Task requirements –
A word-for-word repetition of all the entries is required.

═════ Input records

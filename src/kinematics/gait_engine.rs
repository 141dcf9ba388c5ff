use core::f64::consts::{PI, TAU};

use crate::robot::{
    config::HIP_FREQUENCY,
    leg::{LegId, TripodGroup, LEG_COUNT},
};

/// Period of [`gait_angles`] in phase units. The hip oscillates 60 times per
/// knee cycle, so both repeat after one full knee turn.
pub const GAIT_PERIOD: f64 = TAU;

/// Joint angles of every leg for one gait sample, in radians.
#[derive(Debug, Clone, Copy, PartialEq)]
pub struct GaitAngles {
    pub hip: [f64; LEG_COUNT],
    pub knee: [f64; LEG_COUNT],
}

impl GaitAngles {
    pub fn leg(&self, leg: LegId) -> (f64, f64) {
        (self.hip[leg], self.knee[leg])
    }

    /// Legs of `group` with their (hip, knee) pair.
    pub fn group(&self, group: TripodGroup) -> impl Iterator<Item = (LegId, f64, f64)> + '_ {
        LegId::ALL
            .into_iter()
            .filter(move |leg| leg.group() == group)
            .map(move |leg| (leg, self.hip[leg], self.knee[leg]))
    }
}

/// Tripod gait sample at `phase`.
///
/// `phase` is not normalised; callers pick the time scale. Group A (the right
/// middle and rear legs plus the left rear leg) leads and group B follows with
/// the mirrored sign convention. Left legs are reflected through π so both
/// sides sweep symmetrically.
pub fn gait_angles(phase: f64) -> GaitAngles {
    let (hip_sin, hip_cos) = (HIP_FREQUENCY * phase).sin_cos();
    let (knee_sin, knee_cos) = phase.sin_cos();

    let mut hip = [0.0; LEG_COUNT];
    let mut knee = [0.0; LEG_COUNT];

    for leg in LegId::ALL {
        let (h, k) = match leg {
            // group A
            LegId::MiddleRight => (hip_sin, knee_sin),
            LegId::RearRight => (hip_cos, knee_cos),
            LegId::RearLeft => (-hip_sin + PI, -knee_cos),
            // group B
            LegId::MiddleLeft => (-hip_cos + PI, -knee_sin),
            LegId::FrontLeft => (-hip_sin + PI, -knee_sin),
            LegId::FrontRight => (hip_cos, knee_cos),
        };
        hip[leg] = h;
        knee[leg] = k;
    }

    GaitAngles { hip, knee }
}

══════════

Answer area –
filename src/kinematics/gait_engine.rs
repository 141dcf9ba388c5ff
use core::f64::consts::{PI, TAU};

use crate::robot::{
    config::HIP_FREQUENCY,
    leg::{LegId, TripodGroup, LEG_COUNT},
};

/// Period of [`gait_angles`] in phase units. The hip oscillates 60 times per
/// knee cycle, so both repeat after one full knee turn.
pub const GAIT_PERIOD: f64 = TAU;

/// Joint angles of every leg for one gait sample, in radians.
#[derive(Debug, Clone, Copy, PartialEq)]
pub struct GaitAngles {
    pub hip: [f64; LEG_COUNT],
    pub knee: [f64; LEG_COUNT],
}

impl GaitAngles {
    pub fn leg(&self, leg: LegId) -> (f64, f64) {
        (self.hip[leg], self.knee[leg])
    }

    /// Legs of `group` with their (hip, knee) pair.
    pub fn group(&self, group: TripodGroup) -> impl Iterator<Item = (LegId, f64, f64)> + '_ {
        LegId::ALL
            .into_iter()
            .filter(move |leg| leg.group() == group)
            .map(move |leg| (leg, self.hip[leg], self.knee[leg]))
    }
}

/// Tripod gait sample at `phase`.
///
/// `phase` is not normalised; callers pick the time scale. Group A (the right
/// middle and rear legs plus the left rear leg) leads and group B follows with
/// the mirrored sign convention. Left legs are reflected through π so both
/// sides sweep symmetrically.
pub fn gait_angles(phase: f64) -> GaitAngles {
    let (hip_sin, hip_cos) = (HIP_FREQUENCY * phase).sin_cos();
    let (knee_sin, knee_cos) = phase.sin_cos();

    let mut hip = [0.0; LEG_COUNT];
    let mut knee = [0.0; LEG_COUNT];

    for leg in LegId::ALL {
        let (h, k) = match leg {
            // group A
            LegId::MiddleRight => (hip_sin, knee_sin),
            LegId::RearRight => (hip_cos, knee_cos),
            LegId::RearLeft => (-hip_sin + PI, -knee_cos),
            // group B
            LegId::MiddleLeft => (-hip_cos + PI, -knee_sin),
            LegId::FrontLeft => (-hip_sin + PI, -knee_sin),
            LegId::FrontRight => (hip_cos, knee_cos),
        };
        hip[leg] = h;
        knee[leg] = k;
    }

    GaitAngles { hip, knee }
}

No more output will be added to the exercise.